> _Assignment_
The records follow. Print, word for word, the first line through the "only when the" line.

> _Exercise inputs_

-- -- --

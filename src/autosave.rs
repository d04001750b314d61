//! Group-scoped optimistic concurrency for inventory and item autosave.
//!
//! Every group is versioned on its own. An edit read at the current version
//! applies directly; an edit read at an older version applies only when the
//! snapshot the client started from still equals what the server holds.

use uuid::Uuid;

use crate::custom_fields::{CustomFieldSet, ItemFieldValues};
use crate::custom_id::CustomIdTemplate;
use crate::proto::common as pb;

/// A versioned edit region.
pub trait FieldGroup: Clone {
    /// Group name reported to clients.
    const NAME: &'static str;

    /// Human-readable conflict message.
    const CONFLICT_MESSAGE: &'static str;

    /// Names of the fields that differ between `self` and `other`.
    fn diff(&self, other: &Self) -> Vec<&'static str>;
}

/// What a client sends for one group.
#[derive(Debug, Clone)]
pub struct GroupEdit<T> {
    /// Version the client read the group at.
    pub version: i32,
    /// Value the client believes the server holds. Required when `version` is stale.
    pub original: Option<T>,
    pub changes: T,
}

#[derive(Debug, Clone, PartialEq, Eq)]
pub struct Conflict {
    pub group: &'static str,
    pub message: String,
    pub fields: Vec<&'static str>,
}

#[derive(Debug, Clone)]
pub enum Merge<T> {
    Apply(T),
    Conflict(Conflict),
}

/// Decides whether `edit` may overwrite `current`.
pub fn merge_group<T: FieldGroup>(current: &T, current_version: i32, edit: GroupEdit<T>) -> Merge<T> {
    if edit.version == current_version {
        return Merge::Apply(edit.changes);
    }

    match edit.original {
        Some(original) => {
            let fields = original.diff(current);
            if fields.is_empty() {
                Merge::Apply(edit.changes)
            } else {
                Merge::Conflict(Conflict {
                    group: T::NAME,
                    message: T::CONFLICT_MESSAGE.to_string(),
                    fields,
                })
            }
        }
        None => Merge::Conflict(Conflict {
            group: T::NAME,
            message: format!(
                "{} Your version {}, current version {}.",
                T::CONFLICT_MESSAGE,
                edit.version,
                current_version
            ),
            fields: Vec::new(),
        }),
    }
}

/// Collects per-group results of one autosave request.
#[derive(Debug, Default)]
pub struct AutosaveOutcome {
    pub applied: Vec<&'static str>,
    pub conflicts: Vec<Conflict>,
}

impl AutosaveOutcome {
    /// Records the result and hands back the value to write, if any.
    pub fn record<T: FieldGroup>(&mut self, merge: Merge<T>) -> Option<T> {
        match merge {
            Merge::Apply(value) => {
                self.applied.push(T::NAME);
                Some(value)
            }
            Merge::Conflict(conflict) => {
                self.conflicts.push(conflict);
                None
            }
        }
    }

    pub fn ok(&self) -> bool {
        self.conflicts.is_empty()
    }

    pub fn applied_names(&self) -> Vec<String> {
        self.applied.iter().map(|s| s.to_string()).collect()
    }

    pub fn conflicts_pb(&self) -> Vec<pb::GroupConflict> {
        self.conflicts.iter().cloned().map(Into::into).collect()
    }
}

impl From<Conflict> for pb::GroupConflict {
    fn from(c: Conflict) -> Self {
        Self {
            group: c.group.to_string(),
            message: c.message,
            fields: c.fields.into_iter().map(String::from).collect(),
        }
    }
}

#[derive(Debug, Clone, PartialEq, Eq)]
pub struct GeneralGroup {
    pub title: String,
    pub description: String,
    pub category_id: i32,
    pub image_url: Option<String>,
}

impl FieldGroup for GeneralGroup {
    const NAME: &'static str = "general";
    const CONFLICT_MESSAGE: &'static str = "General info was modified by someone else.";

    fn diff(&self, other: &Self) -> Vec<&'static str> {
        let mut fields = Vec::new();
        if self.title != other.title {
            fields.push("title");
        }
        if self.description != other.description {
            fields.push("description");
        }
        if self.category_id != other.category_id {
            fields.push("category_id");
        }
        if self.image_url.as_deref().unwrap_or("") != other.image_url.as_deref().unwrap_or("") {
            fields.push("image_url");
        }
        fields
    }
}

#[derive(Debug, Clone, PartialEq, Eq)]
pub struct VisibilityGroup {
    pub is_public: bool,
    allowed_user_ids: Vec<Uuid>,
}

impl VisibilityGroup {
    pub fn new(is_public: bool, mut allowed_user_ids: Vec<Uuid>) -> Self {
        allowed_user_ids.sort();
        allowed_user_ids.dedup();
        Self {
            is_public,
            allowed_user_ids,
        }
    }

    pub fn allowed_user_ids(&self) -> &[Uuid] {
        &self.allowed_user_ids
    }
}

impl FieldGroup for VisibilityGroup {
    const NAME: &'static str = "visibility";
    const CONFLICT_MESSAGE: &'static str = "Access settings were modified by someone else.";

    fn diff(&self, other: &Self) -> Vec<&'static str> {
        let mut fields = Vec::new();
        if self.is_public != other.is_public {
            fields.push("is_public");
        }
        if self.allowed_user_ids != other.allowed_user_ids {
            fields.push("allowed_user_ids");
        }
        fields
    }
}

impl FieldGroup for CustomFieldSet {
    const NAME: &'static str = "customFields";
    const CONFLICT_MESSAGE: &'static str = "Custom fields were modified by someone else.";

    fn diff(&self, other: &Self) -> Vec<&'static str> {
        CustomFieldSet::diff(self, other)
    }
}

impl FieldGroup for CustomIdTemplate {
    const NAME: &'static str = "customId";
    const CONFLICT_MESSAGE: &'static str = "Custom ID format was modified by someone else.";

    fn diff(&self, other: &Self) -> Vec<&'static str> {
        if self.elements == other.elements {
            Vec::new()
        } else {
            vec!["elements"]
        }
    }
}

/// The item editor's single group: the item's custom-field values.
#[derive(Debug, Clone, PartialEq)]
pub struct ItemFieldsGroup(pub ItemFieldValues);

impl ItemFieldsGroup {
    pub fn matches_name(name: &str) -> bool {
        name.eq_ignore_ascii_case(Self::NAME)
    }
}

impl FieldGroup for ItemFieldsGroup {
    const NAME: &'static str = "customFields";
    const CONFLICT_MESSAGE: &'static str = "Custom fields were modified by someone else.";

    fn diff(&self, other: &Self) -> Vec<&'static str> {
        self.0.diff(&other.0)
    }
}

#[cfg(test)]
mod tests {
    use super::*;
    use crate::custom_id::{Element, ElementKind};

    fn general(title: &str) -> GeneralGroup {
        GeneralGroup {
            title: title.into(),
            description: "Office laptops".into(),
            category_id: 1,
            image_url: None,
        }
    }

    #[test]
    fn same_version_applies() {
        let edit = GroupEdit {
            version: 3,
            original: None,
            changes: general("New"),
        };
        match merge_group(&general("Old"), 3, edit) {
            Merge::Apply(g) => assert_eq!(g.title, "New"),
            Merge::Conflict(c) => panic!("unexpected conflict {:?}", c),
        }
    }

    #[test]
    fn stale_version_with_matching_snapshot_applies() {
        let edit = GroupEdit {
            version: 1,
            original: Some(general("Old")),
            changes: general("New"),
        };
        assert!(matches!(merge_group(&general("Old"), 4, edit), Merge::Apply(_)));
    }

    #[test]
    fn stale_version_with_changed_snapshot_conflicts() {
        let edit = GroupEdit {
            version: 1,
            original: Some(general("Old")),
            changes: general("Mine"),
        };
        match merge_group(&general("Theirs"), 2, edit) {
            Merge::Conflict(c) => {
                assert_eq!(c.group, "general");
                assert_eq!(c.fields, vec!["title"]);
            }
            Merge::Apply(_) => panic!("expected conflict"),
        }
    }

    #[test]
    fn stale_version_without_snapshot_conflicts() {
        let edit = GroupEdit {
            version: 1,
            original: None,
            changes: general("Mine"),
        };
        match merge_group(&general("Old"), 2, edit) {
            Merge::Conflict(c) => assert!(c.message.ends_with("Your version 1, current version 2.")),
            Merge::Apply(_) => panic!("expected conflict"),
        }
    }

    #[test]
    fn groups_merge_independently() {
        let mut outcome = AutosaveOutcome::default();

        let current_general = general("Theirs");
        let general_edit = GroupEdit {
            version: 1,
            original: Some(general("Old")),
            changes: general("Mine"),
        };
        let applied_general = outcome.record(merge_group(&current_general, 2, general_edit));

        let current_visibility = VisibilityGroup::new(false, vec![]);
        let visibility_edit = GroupEdit {
            version: 5,
            original: Some(current_visibility.clone()),
            changes: VisibilityGroup::new(true, vec![]),
        };
        let applied_visibility = outcome.record(merge_group(&current_visibility, 5, visibility_edit));

        assert!(applied_general.is_none());
        assert_eq!(applied_visibility.map(|v| v.is_public), Some(true));
        assert_eq!(outcome.applied, vec!["visibility"]);
        assert_eq!(outcome.conflicts.len(), 1);
        assert!(!outcome.ok());
    }

    #[test]
    fn visibility_compares_user_sets_not_order() {
        let a = Uuid::new_v4();
        let b = Uuid::new_v4();
        let left = VisibilityGroup::new(false, vec![a, b]);
        let right = VisibilityGroup::new(false, vec![b, a, b]);
        assert!(left.diff(&right).is_empty());
        assert_eq!(right.allowed_user_ids().len(), 2);
    }

    #[test]
    fn stale_field_set_with_blank_slots_applies() {
        use crate::custom_fields::{CustomFieldDef, CustomFieldSlot};

        let qty = CustomFieldDef {
            title: "Qty".into(),
            description: "Units".into(),
            position: None,
            is_used: true,
        };
        let mut server = CustomFieldSet::default();
        server.defs.insert(CustomFieldSlot::NumericLine3, qty.clone());

        let mut original = CustomFieldSet::default();
        for slot in CustomFieldSlot::ALL {
            original.defs.insert(slot, CustomFieldDef::default());
        }
        original.defs.insert(CustomFieldSlot::NumericLine3, qty);

        let edit = GroupEdit {
            version: 1,
            original: Some(original.clone()),
            changes: original,
        };
        match merge_group(&server, 3, edit) {
            Merge::Apply(set) => assert_eq!(set.defs.len(), 12),
            Merge::Conflict(c) => panic!("unexpected conflict {:?}", c),
        }
    }

    #[test]
    fn template_group_reports_elements() {
        let old = CustomIdTemplate::new(vec![Element::new(ElementKind::Guid)]);
        let new = CustomIdTemplate::new(vec![Element::new(ElementKind::FixedText { text: "A".into() })]);
        assert_eq!(FieldGroup::diff(&old, &new), vec!["elements"]);
        assert!(FieldGroup::diff(&old, &old.clone()).is_empty());
    }

    #[test]
    fn item_fields_treat_missing_text_as_empty() {
        let server = ItemFieldsGroup(ItemFieldValues {
            single_line1: Some(String::new()),
            ..Default::default()
        });
        let edit = GroupEdit {
            version: 1,
            original: Some(ItemFieldsGroup(ItemFieldValues::default())),
            changes: ItemFieldsGroup(ItemFieldValues {
                single_line1: Some("x".into()),
                ..Default::default()
            }),
        };
        assert!(matches!(merge_group(&server, 2, edit), Merge::Apply(_)));
        assert!(ItemFieldsGroup::matches_name("CUSTOMFIELDS"));
    }

    #[test]
    fn item_fields_conflict_message() {
        let server = ItemFieldsGroup(ItemFieldValues {
            numeric_line1: Some(2.0),
            ..Default::default()
        });
        let edit = GroupEdit {
            version: 1,
            original: Some(ItemFieldsGroup(ItemFieldValues::default())),
            changes: ItemFieldsGroup(ItemFieldValues::default()),
        };
        match merge_group(&server, 2, edit) {
            Merge::Conflict(c) => {
                assert_eq!(c.message, "Custom fields were modified by someone else.");
                assert_eq!(c.fields, vec!["numeric_line1"]);
            }
            Merge::Apply(_) => panic!("expected conflict"),
        }
    }
}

-- -- --

> _Result for this task_
filename src/autosave.rs
repository d04001750b314d61
//! Group-scoped optimistic concurrency for inventory and item autosave.
//!
//! Every group is versioned on its own. An edit read at the current version
//! applies directly; an edit read at an older version applies only when the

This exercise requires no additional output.